Unlocking Pain Therapeutics: How to Find the Right Target and Treatment Approach

The approval of the selective NaV1.8 inhibitor Suzetrigine for acute pain has renewed optimism for developing novel analgesics, yet the clinical failure of its successor VX993 highlights the persistent difficulty of translating promising pain targets into effective therapies. This review examines why progress has been limited and how modern human centered approaches can reshape pain drug discovery. Human genetic studies from large biobanks demonstrate that genetically supported targets have a higher likelihood of clinical success. However, for pain, the relationship between genetic association and therapeutic efficacy is complex. Rare mutations in NaV1.7 and NaV1.8 strongly validate these channels as valid pain targets, yet common variant studies reveal little association with chronic pain risk, underscoring a polygenic and pathway level architecture rather than single gene causation. Human transcriptomic atlases of dorsal root ganglia (DRG) reveal extensive redundancy across NaV channel isoforms, helping explain the modest efficacy of selective NaV1.8 inhibition and pointing toward the need for multi target or pathway wide approaches.

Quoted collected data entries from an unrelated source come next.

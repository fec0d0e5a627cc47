//! Two-phase envelope codec.
//!
//! Phase 1 (`decode_envelope`) parses only the outer envelope and keeps the
//! payload as raw bytes. Phase 2 (`decode_payload`, `decode_nested`,
//! `decode_event`) runs only for the event type a handler is registered for.
//!
//! Payloads are embedded as base64 blobs on encode. On decode both a base64
//! blob and an inline JSON value are accepted; the blob is only decoded in
//! phase 2, so a bad blob never fails the outer envelope.

use bytes::Bytes;
use serde::de::DeserializeOwned;
use serde::Serialize;
use serde_json::value::RawValue;

use crate::error::{LinkError, Result};

use super::envelope::{Envelope, Payload, WireIn, WireOut};
use super::event::EventType;
use super::payload::{
    Cancellation, ChatMessage, CourierModel, InboundEvent, LocationFix, OrderAck, OrderModel,
    OrderOffer,
};

/// Key under which some servers wrap the courier object.
pub const NESTED_COURIER_KEY: &str = "courier";

/// Serialize a payload value into the bytes carried by an envelope.
pub fn encode_payload<T: Serialize + ?Sized>(value: &T) -> Result<Bytes> {
    serde_json::to_vec(value)
        .map(Bytes::from)
        .map_err(|e| LinkError::Encode(format!("payload: {e}")))
}

/// Build an envelope for `event` with an optional typed payload.
pub fn envelope_for<T: Serialize + ?Sized>(
    event: EventType,
    order_id: Option<&str>,
    payload: Option<&T>,
) -> Result<Envelope> {
    let mut env = Envelope::new(event);
    env.order_id = order_id.map(str::to_owned);
    if let Some(p) = payload {
        env.payload = Some(Payload::Json(encode_payload(p)?));
    }
    Ok(env)
}

/// Encode an envelope to its text-frame JSON.
pub fn encode_envelope(env: &Envelope) -> Result<String> {
    let wire = WireOut {
        event: &env.event,
        order_id: env.order_id.as_deref(),
        payload: env.payload.as_ref().map(Payload::to_blob),
        meta: env.meta.as_ref(),
    };
    serde_json::to_string(&wire).map_err(|e| LinkError::Encode(format!("envelope: {e}")))
}

/// Phase 1: decode the outer envelope. The payload is not interpreted.
pub fn decode_envelope(bytes: &[u8]) -> Result<Envelope> {
    let wire: WireIn = serde_json::from_slice(bytes)
        .map_err(|e| LinkError::Decode(format!("invalid envelope json: {e}")))?;

    let payload = match wire.payload {
        Some(raw) => Some(raw_payload_bytes(&raw)?),
        None => None,
    };

    Ok(Envelope {
        event: wire.event,
        order_id: wire.order_id,
        payload,
        meta: wire.meta,
    })
}

fn raw_payload_bytes(raw: &RawValue) -> Result<Payload> {
    let text = raw.get();
    if text.starts_with('"') {
        let blob: String = serde_json::from_str(text)
            .map_err(|e| LinkError::Decode(format!("payload blob: {e}")))?;
        Ok(Payload::Blob(blob))
    } else {
        Ok(Payload::Json(Bytes::copy_from_slice(text.as_bytes())))
    }
}

/// Phase 2: decode the payload into `T`. A missing payload is a decode error.
pub fn decode_payload<T: DeserializeOwned>(env: &Envelope) -> Result<T> {
    let bytes = env
        .payload
        .as_ref()
        .ok_or_else(|| LinkError::Decode(format!("{} requires payload", env.event)))?
        .json()?;
    serde_json::from_slice(&bytes)
        .map_err(|e| LinkError::Decode(format!("{} payload: {e}", env.event)))
}

/// Phase 2 with the one documented fallback: decode `T` from the payload
/// root, and if that fails, from the sub-object named `key`.
pub fn decode_nested<T: DeserializeOwned>(env: &Envelope, key: &str) -> Result<T> {
    let root_err = match decode_payload::<T>(env) {
        Ok(v) => return Ok(v),
        Err(e) => e,
    };

    let bytes = env.payload.as_ref().ok_or(root_err)?.json()?;
    let map: serde_json::Map<String, serde_json::Value> = serde_json::from_slice(&bytes)
        .map_err(|e| LinkError::Decode(format!("{} payload: {e}", env.event)))?;
    let inner = map
        .get(key)
        .ok_or_else(|| LinkError::Decode(format!("{} payload has no `{key}` object", env.event)))?;
    T::deserialize(inner).map_err(|e| LinkError::Decode(format!("{} payload.{key}: {e}", env.event)))
}

/// Legacy frames: a bare chat message without an envelope.
pub fn decode_bare_chat(bytes: &[u8]) -> Result<ChatMessage> {
    serde_json::from_slice(bytes).map_err(|e| LinkError::Decode(format!("bare chat message: {e}")))
}

fn require_order_id(env: &Envelope) -> Result<String> {
    env.order_id
        .clone()
        .ok_or_else(|| LinkError::Decode(format!("{} requires orderId", env.event)))
}

/// Phase 2 for dispatch: decode the payload for a known event type.
pub fn decode_event(event: EventType, env: &Envelope) -> Result<InboundEvent> {
    let ev = match event {
        EventType::OrderOffered => InboundEvent::OrderOffered(decode_payload::<OrderOffer>(env)?),
        EventType::OrderAssigned => InboundEvent::OrderAssigned {
            order_id: require_order_id(env)?,
            courier: decode_nested::<CourierModel>(env, NESTED_COURIER_KEY)?,
        },
        EventType::OrderCancelled => {
            let order_id = require_order_id(env)?;
            let reason = match env.payload {
                Some(_) => decode_payload::<Cancellation>(env)?.reason,
                None => None,
            };
            InboundEvent::OrderCancelled { order_id, reason }
        }
        EventType::OrderUpdated => InboundEvent::OrderUpdated(decode_payload::<OrderModel>(env)?),
        EventType::OrderCompleted => InboundEvent::OrderCompleted {
            order_id: require_order_id(env)?,
        },
        EventType::CourierLocation => InboundEvent::CourierLocation {
            order_id: require_order_id(env)?,
            fix: decode_payload::<LocationFix>(env)?,
        },
        EventType::ChatMessage => InboundEvent::ChatMessage(decode_payload::<ChatMessage>(env)?),
        EventType::CourierAccepted => InboundEvent::CourierAccepted {
            order_id: require_order_id(env)?,
            courier: decode_nested::<CourierModel>(env, NESTED_COURIER_KEY)?,
        },
        EventType::CourierDeclined => InboundEvent::CourierDeclined {
            order_id: require_order_id(env)?,
            courier: decode_nested::<CourierModel>(env, NESTED_COURIER_KEY)?,
        },
        EventType::OrderAck => {
            let ack = match env.payload {
                Some(_) => decode_payload::<OrderAck>(env)?,
                None => OrderAck::default(),
            };
            InboundEvent::OrderAck {
                order_id: env.order_id.clone(),
                ack,
            }
        }
        EventType::Heartbeat => InboundEvent::Heartbeat,
    };
    Ok(ev)
}

#[cfg(test)]
#[allow(clippy::unwrap_used)]
mod tests {
    use super::*;
    use crate::protocol::event::EventTag;

    #[test]
    fn payload_is_embedded_as_blob_and_decodes_back() {
        let fix = LocationFix { lat: 55.75, lon: 37.61, timestamp: None };
        let env = envelope_for(EventType::CourierLocation, Some("42"), Some(&fix)).unwrap();
        let text = encode_envelope(&env).unwrap();

        let v: serde_json::Value = serde_json::from_str(&text).unwrap();
        assert_eq!(v["type"], "updateCourierLocation");
        assert!(v["payload"].is_string());

        let back = decode_envelope(text.as_bytes()).unwrap();
        assert_eq!(back.event, env.event);
        assert_eq!(back.order_id, env.order_id);
        assert!(matches!(back.payload, Some(Payload::Blob(_))));
        assert_eq!(decode_payload::<LocationFix>(&back).unwrap(), fix);
        assert_eq!(encode_envelope(&back).unwrap(), text);
    }

    #[test]
    fn bad_blob_fails_only_in_phase_two() {
        let env = decode_envelope(br#"{"type":"surgePricing","payload":"@@not base64@@"}"#).unwrap();
        assert!(env.event_type().is_none());

        let env = decode_envelope(br#"{"type":"chatMessage","orderId":"1","payload":"@@"}"#).unwrap();
        let err = decode_event(EventType::ChatMessage, &env).unwrap_err();
        assert_eq!(err.class().as_str(), "DECODE");
    }

    #[test]
    fn inline_payload_and_integer_order_id_are_accepted() {
        let raw = br#"{"type":"orderCancelled","orderId":17,"payload":{"reason":"no couriers"}}"#;
        let env = decode_envelope(raw).unwrap();
        assert_eq!(env.order_id.as_deref(), Some("17"));
        match decode_event(EventType::OrderCancelled, &env).unwrap() {
            InboundEvent::OrderCancelled { order_id, reason } => {
                assert_eq!(order_id, "17");
                assert_eq!(reason.as_deref(), Some("no couriers"));
            }
            other => panic!("unexpected {other:?}"),
        }
    }

    #[test]
    fn nested_courier_fallback() {
        let raw = br#"{"type":"courierAccepted","orderId":"9","payload":{"courier":{"id":3,"name":"Ann","lat":1.0,"lon":2.0},"note":"x"}}"#;
        let env = decode_envelope(raw).unwrap();
        match decode_event(EventType::CourierAccepted, &env).unwrap() {
            InboundEvent::CourierAccepted { courier, .. } => assert_eq!(courier.name, "Ann"),
            other => panic!("unexpected {other:?}"),
        }
    }

    #[test]
    fn payload_without_expected_shape_is_a_decode_error() {
        let raw = br#"{"type":"orderAssigned","orderId":"9","payload":{"driver":{}}}"#;
        let env = decode_envelope(raw).unwrap();
        let err = decode_event(EventType::OrderAssigned, &env).unwrap_err();
        assert_eq!(err.class().as_str(), "DECODE");
    }

    #[test]
    fn unknown_type_decodes_but_stays_unknown() {
        let env = decode_envelope(br#"{"type":"promo","payload":{"a":1}}"#).unwrap();
        assert_eq!(env.event, EventTag::Unknown("promo".into()));
        assert!(env.event_type().is_none());
    }
}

Multiomic analyses in osteoarthritis highlight additional pain generating mechanisms, including synovial inflammation, neuroimmune interactions, metabolic dysregulation, and osteoclast activity, along with the involvement of specific nociceptor subtypes. Human DRG electrophysiology and PK/PD modeling show that Suzetrigine achieves high NaV1.8 target engagement yet cannot fully silence nociceptors, and that central not solely peripheral NaV1.8 channel blockade may be required for robust analgesia. This helps explain the failures of peripherally restricted NaV1.7, NaV1.8 and TRPA1 channel blockers. Despite limitations, animal models remain essential for capturing integrated physiological responses and active drug metabolites not evident in vitro. Together, these findings support a more rigorous framework for target validation, integrating human genetics, multiomics, electrophysiology, and translational pharmacology to guide the development of next generation of pain therapeutics.